Wilbur Ross Joe Raedle/Getty Images

Will Economic Illiteracy Trigger a Trade War?

US President Donald Trump and his commerce secretary, Wilbur Ross, repeatedly commit an economic fallacy that first-year economics students learn to avoid. And their embrace of economic ignorance could lead to disaster.

NEW YORK – Nearly 100 days after US President Donald Trump took office, he and his commerce secretary, Wilbur Ross, continue to commit an economic fallacy that first-year economics students learn to avoid. They claim that America’s current-account deficit (or trade deficit), which is in fact the result of America’s low and falling saving rate, is an indicator of unfair trade practices by Germany and China, two current-account surplus countries. Their embrace of economic ignorance could lead to disaster.

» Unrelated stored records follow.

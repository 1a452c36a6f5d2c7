//! Page model: what the dashboard shows for the current selection.

use crate::aggregate::aggregate;
use crate::chart::{self, MapChart, PieChart, TrendChart};
use crate::dashboard::Dashboard;
use crate::error::{DashboardError, Result};
use crate::filter::{Filter, YearRange, MAX_YEAR, MIN_YEAR};

pub const HEADING: &str = "Global Terrorism Database (1970 - 2017)";
pub const SUBTITLE: &str = "Visualizing terrorism incidents around the world.";
pub const NO_DATA: &str = "No data found for the selected filters.";

/// Sidebar controls and their current values
#[derive(Debug, Clone, PartialEq)]
pub struct Sidebar {
    pub regions: Vec<String>,
    pub region_idx: usize,
    pub countries: Vec<String>,
    pub country_idx: usize,
    pub years: YearRange,
    pub year_bounds: (i32, i32),
}

#[derive(Debug, Clone, PartialEq)]
pub struct Charts {
    pub map: MapChart,
    pub trend: TrendChart,
    pub pie: PieChart,
}

/// Main panel: either all three charts or a single notice
#[derive(Debug, Clone, PartialEq)]
pub enum Body {
    Charts(Box<Charts>),
    NoData(&'static str),
}

#[derive(Debug, Clone, PartialEq)]
pub struct Page {
    pub filter: Filter,
    /// Filter revision this page was built for
    pub revision: u64,
    pub sidebar: Sidebar,
    pub body: Body,
}

impl Page {
    pub fn charts(&self) -> Option<&Charts> {
        match &self.body {
            Body::Charts(charts) => Some(charts),
            Body::NoData(_) => None,
        }
    }
}

/// Aggregate and chart the current selection.
///
/// An empty selection, or a country with no located incident to center
/// the map on, becomes a [`Body::NoData`] page; any other failure aborts
/// the pass.
pub fn compose(dashboard: &Dashboard) -> Result<Page> {
    let controller = dashboard.filter();
    let filter = controller.filter();

    let sidebar = Sidebar {
        regions: controller.regions().to_vec(),
        region_idx: controller.region_index(),
        countries: controller.countries().to_vec(),
        country_idx: controller.country_index(),
        years: controller.years(),
        year_bounds: (MIN_YEAR, MAX_YEAR),
    };

    let charts = aggregate(dashboard.dataset(), &filter).and_then(|agg| {
        let center = dashboard.centroid()?;
        Ok(Charts {
            map: chart::map::render(&agg.map, center),
            trend: chart::trend::render(&agg.trend, &filter),
            pie: chart::pie::render(&agg.totals, &filter),
        })
    });

    let body = match charts {
        Ok(charts) => Body::Charts(Box::new(charts)),
        Err(DashboardError::EmptyResult) => Body::NoData(NO_DATA),
        Err(DashboardError::NotFound(country)) => {
            log::warn!("No located incident for {}, nothing to map", country);
            Body::NoData(NO_DATA)
        }
        Err(e) => return Err(e),
    };

    Ok(Page {
        revision: controller.revision(),
        filter,
        sidebar,
        body,
    })
}
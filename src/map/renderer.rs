use crate::braille::BrailleCanvas;
use crate::chart::MapChart;
use crate::map::projection::Viewport;
use ratatui::style::Color;

/// A geographic line (sequence of lon/lat coordinates)
pub type LineString = Vec<(f64, f64)>;

/// Level of detail for basemap data
#[derive(Clone, Copy, Debug, PartialEq, Eq)]
pub enum Lod {
    Low,    // 110m - world view
    Medium, // 50m - continental
    High,   // 10m - regional
}

impl Lod {
    /// Select LOD from viewport zoom (world widths per canvas)
    pub fn from_zoom(zoom: f64) -> Self {
        if zoom < 2.0 {
            Lod::Low
        } else if zoom < 8.0 {
            Lod::Medium
        } else {
            Lod::High
        }
    }
}

/// Glyphs by marker size, smallest first
const MARKER_GLYPHS: [char; 4] = ['·', '•', '●', '◉'];

/// An incident marker placed on a character cell
#[derive(Clone, Debug, PartialEq)]
pub struct MarkerCell {
    pub col: u16,
    pub row: u16,
    pub glyph: char,
    pub color: Color,
}

/// Drawable layers for one map frame
pub struct MapLayers {
    pub coastlines: BrailleCanvas,
    pub borders: BrailleCanvas,
    pub markers: Vec<MarkerCell>,
    /// Cell of the map center, if on screen
    pub center: Option<(u16, u16)>,
}

/// Coastline and border outlines drawn under the incident markers
#[derive(Default)]
pub struct BaseMap {
    coastlines_low: Vec<LineString>,
    coastlines_medium: Vec<LineString>,
    coastlines_high: Vec<LineString>,
    borders_medium: Vec<LineString>,
    borders_high: Vec<LineString>,
}

impl BaseMap {
    pub fn new() -> Self {
        Self::default()
    }

    /// Coastlines for a LOD, falling back to coarser data
    fn coastlines(&self, lod: Lod) -> &[LineString] {
        let candidates = match lod {
            Lod::High => [&self.coastlines_high, &self.coastlines_medium, &self.coastlines_low],
            Lod::Medium => [&self.coastlines_medium, &self.coastlines_low, &self.coastlines_low],
            Lod::Low => [&self.coastlines_low, &self.coastlines_medium, &self.coastlines_high],
        };
        candidates
            .into_iter()
            .find(|c| !c.is_empty())
            .map(Vec::as_slice)
            .unwrap_or(&[])
    }

    fn borders(&self, lod: Lod) -> &[LineString] {
        if lod == Lod::High && !self.borders_high.is_empty() {
            &self.borders_high
        } else {
            &self.borders_medium
        }
    }

    /// Draw the basemap and the chart's markers onto a `cols` x `rows` cell area
    pub fn render(&self, chart: &MapChart, cols: usize, rows: usize) -> MapLayers {
        let mut coastlines = BrailleCanvas::new(cols, rows);
        let mut borders = BrailleCanvas::new(cols, rows);
        let (width, height) = coastlines.dots();
        let viewport = Viewport::at_level(chart.center.lon, chart.center.lat, chart.zoom, width, height);
        let lod = Lod::from_zoom(viewport.zoom);

        for line in self.coastlines(lod) {
            draw_linestring(&mut coastlines, line, &viewport);
        }
        for line in self.borders(lod) {
            draw_linestring(&mut borders, line, &viewport);
        }

        let to_cell = |px: i32, py: i32| -> Option<(u16, u16)> {
            if px < 0 || py < 0 {
                return None;
            }
            let (col, row) = ((px / 2) as usize, (py / 4) as usize);
            (col < cols && row < rows).then_some((col as u16, row as u16))
        };

        // Small markers first so larger ones stay visible where they overlap
        let mut order: Vec<usize> = (0..chart.markers.len()).collect();
        order.sort_by(|&a, &b| chart.markers[a].size.total_cmp(&chart.markers[b].size));

        let markers = order
            .into_iter()
            .filter_map(|i| {
                let marker = &chart.markers[i];
                let (px, py) = viewport.project(marker.lon, marker.lat);
                let (col, row) = to_cell(px, py)?;
                Some(MarkerCell {
                    col,
                    row,
                    glyph: marker_glyph(marker.size),
                    color: marker.color,
                })
            })
            .collect();

        let (cx, cy) = viewport.project(chart.center.lon, chart.center.lat);

        MapLayers {
            coastlines,
            borders,
            markers,
            center: to_cell(cx, cy),
        }
    }

    /// Add coastline data at a specific LOD
    pub fn add_coastline(&mut self, line: LineString, lod: Lod) {
        match lod {
            Lod::Low => self.coastlines_low.push(line),
            Lod::Medium => self.coastlines_medium.push(line),
            Lod::High => self.coastlines_high.push(line),
        }
    }

    /// Add border data at a specific LOD (low resolution shares medium)
    pub fn add_border(&mut self, line: LineString, lod: Lod) {
        match lod {
            Lod::High => self.borders_high.push(line),
            Lod::Low | Lod::Medium => self.borders_medium.push(line),
        }
    }

    /// Check if any coastline data is loaded
    pub fn has_data(&self) -> bool {
        !self.coastlines_low.is_empty()
            || !self.coastlines_medium.is_empty()
            || !self.coastlines_high.is_empty()
    }
}

fn marker_glyph(size: f64) -> char {
    let idx = (size.clamp(0.0, 1.0) * (MARKER_GLYPHS.len() - 1) as f64).round() as usize;
    MARKER_GLYPHS[idx]
}

/// Draw a linestring, skipping segments that are off screen or wrap the antimeridian
fn draw_linestring(canvas: &mut BrailleCanvas, line: &LineString, viewport: &Viewport) {
    let mut prev: Option<(i32, i32)> = None;
    for &(lon, lat) in line {
        let p = viewport.project(lon, lat);
        if let Some(q) = prev {
            let span = ((p.0 - q.0).abs() + (p.1 - q.1).abs()) as usize;
            if span < viewport.width && viewport.line_might_be_visible(q, p) {
                canvas.line(q, p);
            }
        }
        prev = Some(p);
    }
}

The current-account balance, measuring the balance of trade in goods, services, net factor income, and transfer payments from abroad, is equal to national saving minus domestic investment. That’s not a theory. It’s an identity, save for any statistical discrepancy between gross national product (GDP) and gross national income (GNI). It’s true whether you are liberal or conservative, populist or mainstream, a Keynesian or a supply-sider. Even Trump and all his deal making can’t change that. Yet he is threatening a trade war because of deficits that reflect America’s own saving-investment imbalance.

A country runs a current-account deficit if investment exceeds national saving, and runs a surplus when investment is less than national saving. For a country with a balanced current account, a deficit can arise if its investment rate rises, its saving rate falls, or some combination of the two occurs.